Stored data entries:
//! Persisted backup settings.
//!
//! One flat settings document, loaded and saved through a [`SettingsStore`]
//! that callers inject so the persistence target stays explicit. Concurrent
//! resolutions against the same store are last-writer-wins; callers that need
//! stronger guarantees must serialize access themselves.

use serde::{Deserialize, Serialize};
use std::path::PathBuf;
use std::sync::Mutex;

use crate::error::Result;

#[derive(Debug, Clone, Default, PartialEq, Serialize, Deserialize)]
pub struct Settings {
    /// Base directory under which all per-user backup trees live.
    #[serde(default)]
    pub backup_location_root: PathBuf,

    /// Database server the backups are taken from. Empty string means unset.
    #[serde(default)]
    pub database_server_name: String,

    /// Database to back up. Empty string means unset.
    #[serde(default)]
    pub database_name: String,
}

impl Settings {
    /// True when no database server has been configured yet.
    pub fn database_server_unset(&self) -> bool {
        self.database_server_name.trim().is_empty()
    }
}

pub trait SettingsStore {
    fn load(&self) -> Result<Settings>;
    fn save(&self, settings: &Settings) -> Result<()>;
}

impl<T: SettingsStore + ?Sized> SettingsStore for &T {
    fn load(&self) -> Result<Settings> {
        (**self).load()
    }

    fn save(&self, settings: &Settings) -> Result<()> {
        (**self).save(settings)
    }
}

/// Settings persisted as a TOML file. A missing file loads as defaults;
/// saving creates missing parent directories and writes synchronously.
pub struct FileSettingsStore {
    path: PathBuf,
}

impl FileSettingsStore {
    pub fn new(path: impl Into<PathBuf>) -> Self {
        Self { path: path.into() }
    }
}

impl SettingsStore for FileSettingsStore {
    fn load(&self) -> Result<Settings> {
        if !self.path.exists() {
            return Ok(Settings::default());
        }
        let content = std::fs::read_to_string(&self.path)?;
        Ok(toml::from_str(&content)?)
    }

    fn save(&self, settings: &Settings) -> Result<()> {
        if let Some(parent) = self.path.parent() {
            std::fs::create_dir_all(parent)?;
        }
        std::fs::write(&self.path, toml::to_string_pretty(settings)?)?;
        Ok(())
    }
}

/// In-memory store for tests and embedding callers that manage persistence
/// elsewhere. Tracks how many times `save` was called.
#[derive(Default)]
pub struct MemorySettingsStore {
    inner: Mutex<Settings>,
    saves: Mutex<usize>,
}

impl MemorySettingsStore {
    pub fn new(settings: Settings) -> Self {
        Self {
            inner: Mutex::new(settings),
            saves: Mutex::new(0),
        }
    }

    pub fn current(&self) -> Settings {
        self.inner.lock().unwrap().clone()
    }

    pub fn save_count(&self) -> usize {
        *self.saves.lock().unwrap()
    }
}

impl SettingsStore for MemorySettingsStore {
    fn load(&self) -> Result<Settings> {
        Ok(self.inner.lock().unwrap().clone())
    }

    fn save(&self, settings: &Settings) -> Result<()> {
        *self.inner.lock().unwrap() = settings.clone();
        *self.saves.lock().unwrap() += 1;
        Ok(())
    }
}
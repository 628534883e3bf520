//! Legacy PMS `master.config` discovery.
//!
//! When no database server is configured, the known historical install
//! locations of the practice-management product are probed for its XML
//! settings file and the connection values are lifted out of it.

use serde::Deserialize;
use std::fs;
use std::path::{Path, PathBuf};

use crate::error::{LocatorError, Result};

/// Known install locations, probed in this order. First existing file wins.
pub const MASTER_CONFIG_CANDIDATES: [&str; 3] = [
    r"C:\Program Files\Advanced Legal\ALB\PMS\master.config",
    r"C:\Program Files\IRISLaw\PMS\master.config",
    r"C:\Program Files (x86)\Advanced Legal\ALB\PMS\master.config",
];

#[derive(Debug, Clone, PartialEq, Eq)]
pub struct MasterConfig {
    pub server_name: String,
    pub database_name: String,
}

#[derive(Debug, Deserialize)]
#[serde(rename = "appSettings")]
struct AppSettings {
    #[serde(rename = "add", default)]
    entries: Vec<AddEntry>,
}

#[derive(Debug, Deserialize)]
struct AddEntry {
    #[serde(rename = "@key")]
    key: String,
    #[serde(rename = "@value")]
    value: String,
}

/// Probes the candidates in order and parses the first one that exists.
/// Values from later candidates are never merged in. Returns `Ok(None)` when
/// no candidate is present.
pub fn discover(candidates: &[PathBuf]) -> Result<Option<MasterConfig>> {
    for candidate in candidates {
        if candidate.is_file() {
            tracing::debug!(path = %candidate.display(), "found master.config");
            return parse_file(candidate).map(Some);
        }
    }
    Ok(None)
}

pub fn parse_file(path: &Path) -> Result<MasterConfig> {
    let content = fs::read_to_string(path)?;
    parse(&content)
}

fn parse(xml: &str) -> Result<MasterConfig> {
    let document: AppSettings = quick_xml::de::from_str(xml)?;
    let value_of = |key: &str| {
        document
            .entries
            .iter()
            .find(|entry| entry.key == key)
            .map(|entry| entry.value.clone())
            .ok_or_else(|| LocatorError::MissingConfigKey(key.to_string()))
    };
    Ok(MasterConfig {
        server_name: value_of("ServerName")?,
        database_name: value_of("DatabaseName")?,
    })
}
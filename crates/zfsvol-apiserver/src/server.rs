use crate::activation::{self, Activation};
use crate::handlers::*;
use crate::AppState;
use axum::routing::post;
use axum::Router;
use std::future::Future;
use std::io::ErrorKind;
use std::path::PathBuf;
use std::sync::Arc;
use tokio::net::UnixListener;
use tower_http::trace::TraceLayer;
use tracing::{debug, info, warn};

/// Well-known socket Docker discovers plugins through
pub const DEFAULT_SOCKET_PATH: &str = "/run/docker/plugins/docker-zfs-plugin.sock";

/// API server configuration
#[derive(Clone)]
pub struct Config {
    /// Socket path used when no listener was passed by the service manager
    pub socket_path: PathBuf,
}

impl Default for Config {
    fn default() -> Self {
        Self {
            socket_path: PathBuf::from(DEFAULT_SOCKET_PATH),
        }
    }
}

/// Plugin API server
pub struct ApiServer {
    config: Config,
    state: Arc<AppState>,
}

impl ApiServer {
    /// Create a new API server
    pub fn new(config: Config, state: Arc<AppState>) -> Self {
        Self { config, state }
    }

    /// Build the router
    pub fn build_router(&self) -> Router {
        Router::new()
            .route("/Plugin.Activate", post(activate))
            .route("/VolumeDriver.Create", post(create_volume))
            .route("/VolumeDriver.List", post(list_volumes))
            .route("/VolumeDriver.Get", post(get_volume))
            .route("/VolumeDriver.Remove", post(remove_volume))
            .route("/VolumeDriver.Path", post(volume_path))
            .route("/VolumeDriver.Mount", post(mount_volume))
            .route("/VolumeDriver.Unmount", post(unmount_volume))
            .route("/VolumeDriver.Capabilities", post(capabilities))
            // Add tracing and state
            .layer(TraceLayer::new_for_http())
            .with_state(self.state.clone())
    }

    /// Bind the configured socket path, replacing a stale socket file
    pub fn bind(&self) -> std::io::Result<UnixListener> {
        let path = &self.config.socket_path;
        if let Some(parent) = path.parent() {
            std::fs::create_dir_all(parent)?;
        }
        match std::fs::remove_file(path) {
            Ok(()) => debug!("Removed stale socket {}", path.display()),
            Err(e) if e.kind() == ErrorKind::NotFound => {}
            Err(e) => return Err(e),
        }
        UnixListener::bind(path)
    }

    /// Run the server until `shutdown` resolves
    ///
    /// Serves on a socket-activated listener when exactly one was passed,
    /// otherwise on the configured socket path. Several activated listeners
    /// are not supported: a warning is logged and nothing is served.
    pub async fn run<F>(self, shutdown: F) -> std::io::Result<()>
    where
        F: Future<Output = ()> + Send + 'static,
    {
        let listener = match activation::from_env()? {
            Activation::None => {
                let listener = self.bind()?;
                info!("Serving volume plugin on {}", self.config.socket_path.display());
                listener
            }
            Activation::Single(std_listener) => {
                let listener = UnixListener::from_std(std_listener)?;
                info!(
                    "Serving volume plugin on activated listener {:?}",
                    listener.local_addr().ok()
                );
                listener
            }
            Activation::Multiple(count) => {
                warn!("Driver does not support multiple sockets ({} passed)", count);
                return Ok(());
            }
        };

        self.serve(listener, shutdown).await
    }

    /// Serve on an already-bound listener until `shutdown` resolves
    pub async fn serve<F>(self, listener: UnixListener, shutdown: F) -> std::io::Result<()>
    where
        F: Future<Output = ()> + Send + 'static,
    {
        let app = self.build_router();
        axum::serve(listener, app)
            .with_graceful_shutdown(shutdown)
            .await
    }
}

#[cfg(test)]
mod tests {
    use super::*;
    use crate::protocol::PLUGIN_CONTENT_TYPE;
    use axum::body::{to_bytes, Body};
    use axum::http::{header, Request, StatusCode};
    use serde_json::{json, Value};
    use std::path::Path;
    use tempfile::{tempdir, TempDir};
    use tokio::io::{AsyncReadExt, AsyncWriteExt};
    use tower::ServiceExt;
    use zfsvol_driver::{DriverConfig, MockPool, VolumeManager};

    async fn app_state(dir: &Path) -> (Arc<MockPool>, Arc<AppState>) {
        let pool = Arc::new(MockPool::new());
        pool.insert_dataset("pool/docker").await;
        let manager = VolumeManager::open(
            DriverConfig::new("pool/docker", dir.join("base")),
            pool.clone(),
        )
        .await
        .unwrap();
        (pool, Arc::new(AppState::new(Arc::new(manager))))
    }

    fn server_at(socket_path: PathBuf, state: Arc<AppState>) -> ApiServer {
        ApiServer::new(Config { socket_path }, state)
    }

    async fn setup() -> (TempDir, Arc<MockPool>, Router) {
        let dir = tempdir().unwrap();
        let (pool, state) = app_state(dir.path()).await;
        let router = server_at(dir.path().join("plugin.sock"), state).build_router();
        (dir, pool, router)
    }

    async fn call(router: &Router, path: &str, body: Value) -> (StatusCode, Value) {
        let request = Request::builder()
            .method("POST")
            .uri(path)
            .header(header::CONTENT_TYPE, PLUGIN_CONTENT_TYPE)
            .body(Body::from(body.to_string()))
            .unwrap();
        let response = router.clone().oneshot(request).await.unwrap();
        let status = response.status();
        let bytes = to_bytes(response.into_body(), usize::MAX).await.unwrap();
        (status, serde_json::from_slice(&bytes).unwrap())
    }

    #[tokio::test]
    async fn test_activate() {
        let (_dir, _pool, router) = setup().await;
        let (status, body) = call(&router, "/Plugin.Activate", json!({})).await;
        assert_eq!(status, StatusCode::OK);
        assert_eq!(body, json!({"Implements": ["VolumeDriver"]}));
    }

    #[tokio::test]
    async fn test_capabilities_accepts_empty_body() {
        let (_dir, _pool, router) = setup().await;
        let request = Request::builder()
            .method("POST")
            .uri("/VolumeDriver.Capabilities")
            .body(Body::empty())
            .unwrap();
        let response = router.oneshot(request).await.unwrap();
        assert_eq!(response.status(), StatusCode::OK);
        assert_eq!(
            response.headers().get(header::CONTENT_TYPE).unwrap(),
            PLUGIN_CONTENT_TYPE
        );
        let bytes = to_bytes(response.into_body(), usize::MAX).await.unwrap();
        let body: Value = serde_json::from_slice(&bytes).unwrap();
        assert_eq!(body, json!({"Capabilities": {"Scope": "local"}}));
    }

    #[tokio::test]
    async fn test_volume_lifecycle_over_http() {
        let (dir, pool, router) = setup().await;
        let mountpoint = dir.path().join("base").join("volumes").join("data");
        let mountpoint = mountpoint.to_str().unwrap();

        let (status, body) = call(
            &router,
            "/VolumeDriver.Create",
            json!({"Name": "data", "Opts": {"driver_zfsAutosnapshot": "true"}}),
        )
        .await;
        assert_eq!(status, StatusCode::OK);
        assert_eq!(body, json!({"Err": ""}));
        let props = pool.properties("pool/docker/volumes/data").await.unwrap();
        assert_eq!(props.get("com.sun:auto-snapshot").map(String::as_str), Some("true"));

        let (_, body) = call(&router, "/VolumeDriver.List", json!({})).await;
        assert_eq!(body["Volumes"].as_array().unwrap().len(), 1);
        assert_eq!(body["Volumes"][0]["Name"], "data");
        assert_eq!(body["Err"], "");

        let (_, body) = call(&router, "/VolumeDriver.Get", json!({"Name": "data"})).await;
        assert_eq!(body["Volume"]["Mountpoint"], mountpoint);
        assert!(body["Volume"]["CreatedAt"].is_string());

        let (_, body) = call(&router, "/VolumeDriver.Path", json!({"Name": "data"})).await;
        assert_eq!(body["Mountpoint"], mountpoint);

        let (_, body) = call(
            &router,
            "/VolumeDriver.Mount",
            json!({"Name": "data", "ID": "c1"}),
        )
        .await;
        assert_eq!(body["Mountpoint"], mountpoint);

        let (status, body) = call(
            &router,
            "/VolumeDriver.Unmount",
            json!({"Name": "data", "ID": "c1"}),
        )
        .await;
        assert_eq!(status, StatusCode::OK);
        assert_eq!(body, json!({"Err": ""}));

        let (status, _) = call(&router, "/VolumeDriver.Remove", json!({"Name": "data"})).await;
        assert_eq!(status, StatusCode::OK);

        let (status, body) = call(&router, "/VolumeDriver.Get", json!({"Name": "data"})).await;
        assert_eq!(status, StatusCode::NOT_FOUND);
        assert_eq!(body["Err"], "Volume not found: data");
    }

    #[tokio::test]
    async fn test_create_with_mountpoint_is_bad_request() {
        let (_dir, pool, router) = setup().await;
        let (status, body) = call(
            &router,
            "/VolumeDriver.Create",
            json!({"Name": "data", "Opts": {"mountpoint": "/srv"}}),
        )
        .await;
        assert_eq!(status, StatusCode::BAD_REQUEST);
        assert!(body["Err"].as_str().unwrap().contains("mountpoint"));
        assert!(!pool.contains("pool/docker/volumes/data").await);
    }

    #[tokio::test]
    async fn test_duplicate_create_is_conflict() {
        let (_dir, _pool, router) = setup().await;
        call(&router, "/VolumeDriver.Create", json!({"Name": "data"})).await;
        let (status, body) = call(&router, "/VolumeDriver.Create", json!({"Name": "data"})).await;
        assert_eq!(status, StatusCode::CONFLICT);
        assert!(!body["Err"].as_str().unwrap().is_empty());
    }

    #[tokio::test]
    async fn test_malformed_json_is_bad_request() {
        let (_dir, _pool, router) = setup().await;
        let request = Request::builder()
            .method("POST")
            .uri("/VolumeDriver.Get")
            .body(Body::from("{not json"))
            .unwrap();
        let response = router.oneshot(request).await.unwrap();
        assert_eq!(response.status(), StatusCode::BAD_REQUEST);
    }

    #[tokio::test]
    async fn test_bind_replaces_stale_socket() {
        let dir = tempdir().unwrap();
        let (_pool, state) = app_state(dir.path()).await;
        let socket_path = dir.path().join("run").join("plugin.sock");
        std::fs::create_dir_all(socket_path.parent().unwrap()).unwrap();
        std::fs::write(&socket_path, b"stale").unwrap();

        let server = server_at(socket_path.clone(), state);
        let _listener = server.bind().unwrap();
        assert!(socket_path.exists());
        assert!(std::os::unix::net::UnixStream::connect(&socket_path).is_ok());
    }

    #[tokio::test]
    async fn test_serve_over_unix_socket() {
        let dir = tempdir().unwrap();
        let (_pool, state) = app_state(dir.path()).await;
        let socket_path = dir.path().join("plugin.sock");
        let server = server_at(socket_path.clone(), state);

        let listener = server.bind().unwrap();
        let (tx, rx) = tokio::sync::oneshot::channel::<()>();
        let handle = tokio::spawn(server.serve(listener, async move {
            let _ = rx.await;
        }));

        let mut stream = tokio::net::UnixStream::connect(&socket_path).await.unwrap();
        stream
            .write_all(
                b"POST /Plugin.Activate HTTP/1.1\r\nHost: plugin\r\nContent-Length: 0\r\nConnection: close\r\n\r\n",
            )
            .await
            .unwrap();
        let mut raw = String::new();
        stream.read_to_string(&mut raw).await.unwrap();
        assert!(raw.starts_with("HTTP/1.1 200"));
        assert!(raw.contains(r#"{"Implements":["VolumeDriver"]}"#));

        tx.send(()).unwrap();
        handle.await.unwrap().unwrap();
    }
}
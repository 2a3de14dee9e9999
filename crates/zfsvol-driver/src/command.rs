use crate::error::{DriverError, Result};
use tracing::debug;

/// Captured result of running an external program
#[derive(Debug, Clone)]
pub struct CommandOutput {
    pub stdout: String,
    pub stderr: String,
    pub exit_code: i32,
}

impl CommandOutput {
    pub fn success(&self) -> bool {
        self.exit_code == 0
    }

    /// First line of stdout with surrounding whitespace removed
    ///
    /// `zfs get -H -o value` prints exactly one value per line, so this is
    /// the property value for single-dataset queries.
    pub fn first_line(&self) -> &str {
        self.stdout.lines().next().unwrap_or("").trim()
    }
}

fn render<S: AsRef<str>>(program: &str, args: &[S]) -> String {
    let mut line = program.to_string();
    for arg in args {
        line.push(' ');
        line.push_str(arg.as_ref());
    }
    line
}

/// Run a program and fail on non-zero exit code
pub async fn exec<S: AsRef<str>>(program: &str, args: &[S]) -> Result<CommandOutput> {
    let output = exec_unchecked(program, args).await?;

    if !output.success() {
        return Err(DriverError::command_failed(
            render(program, args),
            output.exit_code,
            output.stderr.trim(),
        ));
    }

    Ok(output)
}

/// Run a program and return its output whatever the exit code
pub async fn exec_unchecked<S: AsRef<str>>(program: &str, args: &[S]) -> Result<CommandOutput> {
    let line = render(program, args);
    debug!("Executing: {}", line);

    let output = tokio::process::Command::new(program)
        .args(args.iter().map(AsRef::as_ref))
        .output()
        .await
        .map_err(|e| DriverError::command_failed(line.clone(), -1, e.to_string()))?;

    let exit_code = output.status.code().unwrap_or(-1);
    debug!("Command exited with code {}: {}", exit_code, line);

    Ok(CommandOutput {
        stdout: String::from_utf8_lossy(&output.stdout).into_owned(),
        stderr: String::from_utf8_lossy(&output.stderr).into_owned(),
        exit_code,
    })
}
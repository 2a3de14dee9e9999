//! Wire types of the Docker volume plugin protocol.
//!
//! Field names are fixed by Docker and therefore PascalCase on the wire.

use chrono::SecondsFormat;
use serde::{Deserialize, Serialize};
use std::collections::BTreeMap;
use zfsvol_driver::{Capabilities, Volume};

/// Media type Docker uses for plugin requests and responses
pub const PLUGIN_CONTENT_TYPE: &str = "application/vnd.docker.plugins.v1.2+json";

/// Subsystem implemented by this plugin
pub const VOLUME_DRIVER_SUBSYSTEM: &str = "VolumeDriver";

#[derive(Debug, Default, Deserialize)]
#[serde(rename_all = "PascalCase")]
pub struct CreateRequest {
    #[serde(default)]
    pub name: String,
    #[serde(default)]
    pub opts: Option<BTreeMap<String, String>>,
}

/// Body of Get, Remove and Path
#[derive(Debug, Default, Deserialize)]
#[serde(rename_all = "PascalCase")]
pub struct NameRequest {
    #[serde(default)]
    pub name: String,
}

/// Body of Mount and Unmount
#[derive(Debug, Default, Deserialize)]
#[serde(rename_all = "PascalCase")]
pub struct MountRequest {
    #[serde(default)]
    pub name: String,
    #[serde(rename = "ID", default)]
    pub id: String,
}

#[derive(Debug, Serialize)]
#[serde(rename_all = "PascalCase")]
pub struct ActivateResponse {
    pub implements: Vec<String>,
}

impl Default for ActivateResponse {
    fn default() -> Self {
        Self {
            implements: vec![VOLUME_DRIVER_SUBSYSTEM.to_string()],
        }
    }
}

/// Response carrying only the error slot; empty on success
#[derive(Debug, Default, Serialize, Deserialize)]
pub struct ErrResponse {
    #[serde(rename = "Err")]
    pub err: String,
}

impl ErrResponse {
    pub fn new(err: impl Into<String>) -> Self {
        Self { err: err.into() }
    }
}

#[derive(Debug, Clone, Serialize)]
#[serde(rename_all = "PascalCase")]
pub struct VolumeInfo {
    pub name: String,
    pub mountpoint: String,
    #[serde(skip_serializing_if = "Option::is_none")]
    pub created_at: Option<String>,
}

impl From<Volume> for VolumeInfo {
    fn from(v: Volume) -> Self {
        Self {
            name: v.name,
            mountpoint: v.mountpoint,
            created_at: v
                .created_at
                .map(|ts| ts.to_rfc3339_opts(SecondsFormat::Secs, true)),
        }
    }
}

#[derive(Debug, Serialize)]
#[serde(rename_all = "PascalCase")]
pub struct ListResponse {
    pub volumes: Vec<VolumeInfo>,
    pub err: String,
}

#[derive(Debug, Serialize)]
#[serde(rename_all = "PascalCase")]
pub struct GetResponse {
    pub volume: VolumeInfo,
    pub err: String,
}

/// Response of Path and Mount
#[derive(Debug, Serialize)]
#[serde(rename_all = "PascalCase")]
pub struct MountpointResponse {
    pub mountpoint: String,
    pub err: String,
}

#[derive(Debug, Serialize)]
#[serde(rename_all = "PascalCase")]
pub struct CapabilityInfo {
    pub scope: String,
}

#[derive(Debug, Serialize)]
#[serde(rename_all = "PascalCase")]
pub struct CapabilitiesResponse {
    pub capabilities: CapabilityInfo,
}

impl From<Capabilities> for CapabilitiesResponse {
    fn from(c: Capabilities) -> Self {
        Self {
            capabilities: CapabilityInfo {
                scope: c.scope.as_str().to_string(),
            },
        }
    }
}
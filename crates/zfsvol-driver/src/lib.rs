// Allow unused assignments for diagnostic fields - they're used by the thiserror/miette macros
#![allow(unused_assignments)]

//! Docker volume driver backed by ZFS datasets.
//!
//! Maps volume names to datasets, persists the mapping to a JSON state file
//! and translates volume options into dataset properties.

pub mod command;
pub mod error;
pub mod manager;
pub mod policy;
pub mod registry;
pub mod resolver;
pub mod state;
pub mod storage;
pub mod traits;
pub mod translator;
pub mod types;

// Re-export primary types
pub use error::{DriverError, Result};
pub use manager::VolumeManager;
pub use registry::{Registry, VolumeProperties};
pub use resolver::{MountStrategy, MountpointResolver};
pub use state::StateFile;
pub use traits::VolumeDriver;
pub use translator::{DatasetPlan, PropertyTranslator};
pub use types::{Capabilities, DriverConfig, Scope, Volume, DEFAULT_VOLUME_BASE};

// Re-export storage types
pub use storage::{Dataset, MockPool, Pool, ZfsPool};
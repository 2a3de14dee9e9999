use crate::error::Result;
use crate::types::{Capabilities, Volume};
use async_trait::async_trait;
use std::collections::BTreeMap;

/// Operation set served to the container runtime
///
/// The transport depends on this trait only, which lets handler tests plug
/// in any implementation. `VolumeManager` is the production one.
#[async_trait]
pub trait VolumeDriver: Send + Sync {
    /// Create a volume; `options` is consumed by translation
    async fn create(&self, name: &str, options: BTreeMap<String, String>) -> Result<()>;

    /// All known volumes whose dataset could be resolved
    async fn list(&self) -> Result<Vec<Volume>>;

    /// One volume, with creation time when available
    async fn get(&self, name: &str) -> Result<Volume>;

    /// Destroy the volume's dataset and forget it
    async fn remove(&self, name: &str) -> Result<()>;

    /// Host-usable mount path
    async fn path(&self, name: &str) -> Result<String>;

    /// Same as `path`; datasets stay mounted so nothing is attached
    async fn mount(&self, name: &str, id: &str) -> Result<String>;

    /// No-op counterpart to `mount`
    async fn unmount(&self, name: &str, id: &str) -> Result<()>;

    fn capabilities(&self) -> Capabilities;
}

## What is expected
The response must consist solely of the lines from the first line of the entries through the line containing "callers that need", repeated exactly.

## Written response
//! Persisted backup settings.
//!
//! One flat settings document, loaded and saved through a [`SettingsStore`]
//! that callers inject so the persistence target stays explicit. Concurrent
//! resolutions against the same store are last-writer-wins; callers that need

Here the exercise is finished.